MATERIAL SHOWN START

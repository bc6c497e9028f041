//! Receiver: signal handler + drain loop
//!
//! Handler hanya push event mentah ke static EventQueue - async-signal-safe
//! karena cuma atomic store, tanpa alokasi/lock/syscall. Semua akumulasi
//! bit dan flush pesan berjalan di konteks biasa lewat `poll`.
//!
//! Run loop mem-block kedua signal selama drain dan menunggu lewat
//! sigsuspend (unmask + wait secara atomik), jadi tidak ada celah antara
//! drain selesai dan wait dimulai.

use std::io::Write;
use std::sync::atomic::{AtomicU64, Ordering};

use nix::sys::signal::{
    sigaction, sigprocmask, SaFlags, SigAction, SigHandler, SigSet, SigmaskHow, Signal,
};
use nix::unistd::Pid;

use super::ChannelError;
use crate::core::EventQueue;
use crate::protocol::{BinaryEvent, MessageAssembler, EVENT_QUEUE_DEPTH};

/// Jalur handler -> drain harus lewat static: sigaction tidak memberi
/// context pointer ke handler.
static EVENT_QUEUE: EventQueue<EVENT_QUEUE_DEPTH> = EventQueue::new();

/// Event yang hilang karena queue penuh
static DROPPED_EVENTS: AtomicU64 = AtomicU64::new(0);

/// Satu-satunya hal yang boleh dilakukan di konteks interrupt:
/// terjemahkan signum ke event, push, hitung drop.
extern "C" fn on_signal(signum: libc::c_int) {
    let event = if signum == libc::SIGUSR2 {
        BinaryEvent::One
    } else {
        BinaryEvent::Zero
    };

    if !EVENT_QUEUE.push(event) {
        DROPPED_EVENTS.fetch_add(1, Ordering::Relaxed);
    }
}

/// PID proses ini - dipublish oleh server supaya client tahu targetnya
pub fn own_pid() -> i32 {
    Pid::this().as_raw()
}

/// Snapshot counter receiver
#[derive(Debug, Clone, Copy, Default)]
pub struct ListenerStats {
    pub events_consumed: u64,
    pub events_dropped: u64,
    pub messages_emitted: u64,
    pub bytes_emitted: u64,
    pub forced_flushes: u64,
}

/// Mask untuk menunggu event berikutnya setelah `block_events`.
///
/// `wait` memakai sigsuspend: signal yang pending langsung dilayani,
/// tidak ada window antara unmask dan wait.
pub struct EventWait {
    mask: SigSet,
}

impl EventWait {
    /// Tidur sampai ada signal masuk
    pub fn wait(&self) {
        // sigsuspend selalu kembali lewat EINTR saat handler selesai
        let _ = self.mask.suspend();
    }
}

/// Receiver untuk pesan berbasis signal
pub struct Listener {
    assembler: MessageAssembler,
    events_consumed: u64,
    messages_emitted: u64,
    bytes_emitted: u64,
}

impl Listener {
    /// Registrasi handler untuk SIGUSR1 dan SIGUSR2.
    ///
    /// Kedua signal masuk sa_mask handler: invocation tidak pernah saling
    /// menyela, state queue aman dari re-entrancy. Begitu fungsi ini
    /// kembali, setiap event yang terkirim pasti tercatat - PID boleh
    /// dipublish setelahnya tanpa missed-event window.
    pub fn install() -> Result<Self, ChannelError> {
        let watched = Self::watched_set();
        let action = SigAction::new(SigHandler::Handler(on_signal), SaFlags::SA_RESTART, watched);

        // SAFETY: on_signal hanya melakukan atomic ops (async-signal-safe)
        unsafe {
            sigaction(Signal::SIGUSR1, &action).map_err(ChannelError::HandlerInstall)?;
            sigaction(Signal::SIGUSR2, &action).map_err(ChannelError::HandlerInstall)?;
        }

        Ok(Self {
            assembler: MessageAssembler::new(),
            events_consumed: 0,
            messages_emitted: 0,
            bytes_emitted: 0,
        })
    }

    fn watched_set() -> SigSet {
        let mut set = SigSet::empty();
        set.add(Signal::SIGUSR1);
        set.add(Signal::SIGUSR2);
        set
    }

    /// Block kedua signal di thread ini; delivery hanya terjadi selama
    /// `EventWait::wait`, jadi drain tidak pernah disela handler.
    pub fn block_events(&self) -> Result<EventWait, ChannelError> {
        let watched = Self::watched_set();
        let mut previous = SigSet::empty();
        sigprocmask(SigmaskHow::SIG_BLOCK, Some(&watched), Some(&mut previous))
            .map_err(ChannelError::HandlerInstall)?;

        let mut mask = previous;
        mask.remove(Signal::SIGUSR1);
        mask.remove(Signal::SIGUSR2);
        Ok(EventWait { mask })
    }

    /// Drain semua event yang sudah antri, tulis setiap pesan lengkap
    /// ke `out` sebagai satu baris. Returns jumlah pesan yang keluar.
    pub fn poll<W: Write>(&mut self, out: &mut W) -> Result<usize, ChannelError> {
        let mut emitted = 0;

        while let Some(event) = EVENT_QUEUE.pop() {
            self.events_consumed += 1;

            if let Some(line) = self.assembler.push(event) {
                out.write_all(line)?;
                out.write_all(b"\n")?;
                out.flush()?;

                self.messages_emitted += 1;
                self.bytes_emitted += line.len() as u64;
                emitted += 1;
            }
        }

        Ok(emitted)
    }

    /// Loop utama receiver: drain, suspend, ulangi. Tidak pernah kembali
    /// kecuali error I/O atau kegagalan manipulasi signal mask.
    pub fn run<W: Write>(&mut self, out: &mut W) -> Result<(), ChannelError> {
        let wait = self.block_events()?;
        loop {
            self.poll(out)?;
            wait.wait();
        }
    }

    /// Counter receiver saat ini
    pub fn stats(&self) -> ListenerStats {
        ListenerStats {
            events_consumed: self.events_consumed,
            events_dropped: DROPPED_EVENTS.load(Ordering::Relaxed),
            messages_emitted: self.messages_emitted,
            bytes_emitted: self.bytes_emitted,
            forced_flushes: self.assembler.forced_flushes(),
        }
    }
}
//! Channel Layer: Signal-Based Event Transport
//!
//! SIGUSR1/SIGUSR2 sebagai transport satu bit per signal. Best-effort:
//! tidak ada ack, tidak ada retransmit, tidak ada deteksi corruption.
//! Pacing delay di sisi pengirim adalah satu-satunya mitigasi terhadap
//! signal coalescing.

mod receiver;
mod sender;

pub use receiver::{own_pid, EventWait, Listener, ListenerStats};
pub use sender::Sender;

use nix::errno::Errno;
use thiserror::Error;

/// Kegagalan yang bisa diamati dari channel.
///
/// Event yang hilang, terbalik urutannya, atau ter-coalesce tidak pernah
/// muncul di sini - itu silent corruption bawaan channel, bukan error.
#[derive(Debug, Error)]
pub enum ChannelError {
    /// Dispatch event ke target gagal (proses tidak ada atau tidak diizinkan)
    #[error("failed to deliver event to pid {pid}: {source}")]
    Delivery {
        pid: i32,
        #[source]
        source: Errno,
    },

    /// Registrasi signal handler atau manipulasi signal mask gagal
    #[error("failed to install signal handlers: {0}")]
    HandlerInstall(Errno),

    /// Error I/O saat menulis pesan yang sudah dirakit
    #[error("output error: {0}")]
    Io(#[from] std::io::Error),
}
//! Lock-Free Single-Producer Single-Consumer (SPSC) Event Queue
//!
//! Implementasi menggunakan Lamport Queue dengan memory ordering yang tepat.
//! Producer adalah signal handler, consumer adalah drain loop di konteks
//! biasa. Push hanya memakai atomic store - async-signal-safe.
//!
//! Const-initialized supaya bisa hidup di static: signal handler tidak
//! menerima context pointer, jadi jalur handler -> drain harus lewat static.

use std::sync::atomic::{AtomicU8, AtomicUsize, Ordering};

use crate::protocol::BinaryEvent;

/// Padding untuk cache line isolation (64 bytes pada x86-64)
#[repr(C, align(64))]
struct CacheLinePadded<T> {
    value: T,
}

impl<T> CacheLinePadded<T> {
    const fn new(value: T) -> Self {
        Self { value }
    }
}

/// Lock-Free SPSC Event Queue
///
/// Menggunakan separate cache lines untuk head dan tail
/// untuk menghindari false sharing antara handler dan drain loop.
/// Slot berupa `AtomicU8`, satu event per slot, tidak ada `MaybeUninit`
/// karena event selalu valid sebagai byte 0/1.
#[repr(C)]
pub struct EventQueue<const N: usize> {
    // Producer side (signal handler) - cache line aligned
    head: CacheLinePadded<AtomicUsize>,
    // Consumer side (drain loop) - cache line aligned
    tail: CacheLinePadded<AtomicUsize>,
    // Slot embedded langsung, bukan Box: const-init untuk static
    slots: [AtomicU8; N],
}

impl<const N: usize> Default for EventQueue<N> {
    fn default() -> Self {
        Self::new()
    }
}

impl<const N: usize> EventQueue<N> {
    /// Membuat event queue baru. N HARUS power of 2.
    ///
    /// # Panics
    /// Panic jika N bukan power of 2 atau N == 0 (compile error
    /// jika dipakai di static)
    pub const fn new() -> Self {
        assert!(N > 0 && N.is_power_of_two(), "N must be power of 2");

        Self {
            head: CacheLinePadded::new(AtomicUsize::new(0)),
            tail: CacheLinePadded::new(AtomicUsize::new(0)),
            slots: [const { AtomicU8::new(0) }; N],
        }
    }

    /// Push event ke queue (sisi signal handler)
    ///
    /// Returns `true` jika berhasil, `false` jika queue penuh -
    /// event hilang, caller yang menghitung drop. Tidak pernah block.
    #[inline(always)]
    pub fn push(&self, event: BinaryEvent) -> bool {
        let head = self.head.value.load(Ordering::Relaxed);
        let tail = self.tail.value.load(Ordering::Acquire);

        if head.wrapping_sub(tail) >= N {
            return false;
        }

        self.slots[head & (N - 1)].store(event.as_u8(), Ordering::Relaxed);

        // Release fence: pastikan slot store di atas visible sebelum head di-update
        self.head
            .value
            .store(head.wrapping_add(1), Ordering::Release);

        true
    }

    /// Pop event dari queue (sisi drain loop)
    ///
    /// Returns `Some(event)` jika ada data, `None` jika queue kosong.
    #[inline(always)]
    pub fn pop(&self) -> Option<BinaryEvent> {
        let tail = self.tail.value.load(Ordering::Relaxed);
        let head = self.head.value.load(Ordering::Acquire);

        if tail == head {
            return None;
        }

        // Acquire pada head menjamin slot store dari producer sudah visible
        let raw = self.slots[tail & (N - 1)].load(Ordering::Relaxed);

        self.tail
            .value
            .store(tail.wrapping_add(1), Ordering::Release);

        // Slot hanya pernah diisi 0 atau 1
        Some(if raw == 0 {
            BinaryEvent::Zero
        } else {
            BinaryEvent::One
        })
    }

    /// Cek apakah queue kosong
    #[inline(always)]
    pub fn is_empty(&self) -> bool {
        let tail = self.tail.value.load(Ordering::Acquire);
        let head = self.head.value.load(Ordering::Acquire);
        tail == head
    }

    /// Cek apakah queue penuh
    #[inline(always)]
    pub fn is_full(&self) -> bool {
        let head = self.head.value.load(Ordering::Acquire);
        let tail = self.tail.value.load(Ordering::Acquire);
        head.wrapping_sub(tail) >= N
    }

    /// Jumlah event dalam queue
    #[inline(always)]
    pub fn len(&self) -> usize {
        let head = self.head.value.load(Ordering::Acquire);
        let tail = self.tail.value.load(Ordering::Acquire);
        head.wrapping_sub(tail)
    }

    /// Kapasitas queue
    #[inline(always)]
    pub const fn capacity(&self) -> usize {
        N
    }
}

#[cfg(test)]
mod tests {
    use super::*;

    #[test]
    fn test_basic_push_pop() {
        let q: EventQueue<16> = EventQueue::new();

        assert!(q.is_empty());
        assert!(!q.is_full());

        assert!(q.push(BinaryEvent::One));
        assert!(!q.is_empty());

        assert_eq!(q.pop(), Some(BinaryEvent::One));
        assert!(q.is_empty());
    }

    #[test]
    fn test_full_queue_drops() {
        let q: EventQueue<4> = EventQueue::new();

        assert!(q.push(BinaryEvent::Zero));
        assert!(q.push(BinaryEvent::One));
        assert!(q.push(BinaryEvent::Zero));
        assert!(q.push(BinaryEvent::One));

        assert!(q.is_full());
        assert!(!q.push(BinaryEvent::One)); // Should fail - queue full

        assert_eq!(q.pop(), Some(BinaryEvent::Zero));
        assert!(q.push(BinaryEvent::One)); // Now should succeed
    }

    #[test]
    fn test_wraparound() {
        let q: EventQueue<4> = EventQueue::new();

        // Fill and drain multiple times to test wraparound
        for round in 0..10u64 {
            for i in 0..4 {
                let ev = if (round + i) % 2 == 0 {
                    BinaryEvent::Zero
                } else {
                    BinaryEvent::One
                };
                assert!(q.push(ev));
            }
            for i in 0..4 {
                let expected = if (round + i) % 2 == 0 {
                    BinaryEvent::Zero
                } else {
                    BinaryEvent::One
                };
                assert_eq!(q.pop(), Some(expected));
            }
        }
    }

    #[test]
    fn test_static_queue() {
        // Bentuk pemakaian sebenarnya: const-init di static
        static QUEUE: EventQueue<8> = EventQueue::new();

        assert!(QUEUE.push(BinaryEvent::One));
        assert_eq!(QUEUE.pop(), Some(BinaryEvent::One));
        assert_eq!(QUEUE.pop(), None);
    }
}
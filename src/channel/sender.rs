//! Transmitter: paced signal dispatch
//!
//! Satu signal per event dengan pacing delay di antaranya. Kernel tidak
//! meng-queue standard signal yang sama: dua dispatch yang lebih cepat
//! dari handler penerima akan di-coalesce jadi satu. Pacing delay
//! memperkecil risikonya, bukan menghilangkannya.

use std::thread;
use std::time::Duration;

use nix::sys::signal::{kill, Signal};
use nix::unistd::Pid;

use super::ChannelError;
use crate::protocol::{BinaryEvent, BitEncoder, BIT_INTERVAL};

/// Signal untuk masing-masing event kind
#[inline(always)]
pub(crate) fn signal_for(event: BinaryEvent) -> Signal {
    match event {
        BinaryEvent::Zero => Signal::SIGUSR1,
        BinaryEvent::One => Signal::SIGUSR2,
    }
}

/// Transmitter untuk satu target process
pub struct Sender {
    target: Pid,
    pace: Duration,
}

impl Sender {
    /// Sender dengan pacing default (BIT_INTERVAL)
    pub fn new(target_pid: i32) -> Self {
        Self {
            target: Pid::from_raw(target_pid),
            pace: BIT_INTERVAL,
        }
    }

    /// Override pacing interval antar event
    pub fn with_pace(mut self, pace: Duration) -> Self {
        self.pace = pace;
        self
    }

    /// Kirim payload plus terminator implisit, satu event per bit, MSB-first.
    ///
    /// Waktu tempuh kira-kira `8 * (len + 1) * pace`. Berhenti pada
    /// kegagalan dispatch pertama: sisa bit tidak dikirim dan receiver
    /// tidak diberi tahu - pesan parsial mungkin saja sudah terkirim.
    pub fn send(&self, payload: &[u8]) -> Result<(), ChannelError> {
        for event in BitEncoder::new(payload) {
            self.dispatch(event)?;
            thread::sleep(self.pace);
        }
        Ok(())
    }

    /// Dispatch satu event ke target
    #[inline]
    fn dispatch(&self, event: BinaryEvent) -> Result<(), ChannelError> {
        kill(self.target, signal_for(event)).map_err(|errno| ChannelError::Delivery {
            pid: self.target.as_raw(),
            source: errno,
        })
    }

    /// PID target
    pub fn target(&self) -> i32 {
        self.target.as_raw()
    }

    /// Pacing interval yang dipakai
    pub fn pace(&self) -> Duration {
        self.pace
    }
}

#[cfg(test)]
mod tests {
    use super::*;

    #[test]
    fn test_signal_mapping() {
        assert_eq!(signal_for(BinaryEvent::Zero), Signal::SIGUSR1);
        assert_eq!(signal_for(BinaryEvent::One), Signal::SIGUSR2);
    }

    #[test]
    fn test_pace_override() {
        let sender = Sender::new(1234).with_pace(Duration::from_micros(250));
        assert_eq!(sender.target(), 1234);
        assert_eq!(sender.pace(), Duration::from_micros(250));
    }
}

MATERIAL SHOWN END

= WHAT IS EXPECTED =
Copy every line that includes the string "delay" from the material above.

= WRITTEN ANSWER =
//! Pacing delay di sisi pengirim adalah satu-satunya mitigasi terhadap
//! Satu signal per event dengan pacing delay di antaranya. Kernel tidak
//! dari handler penerima akan di-coalesce jadi satu. Pacing delay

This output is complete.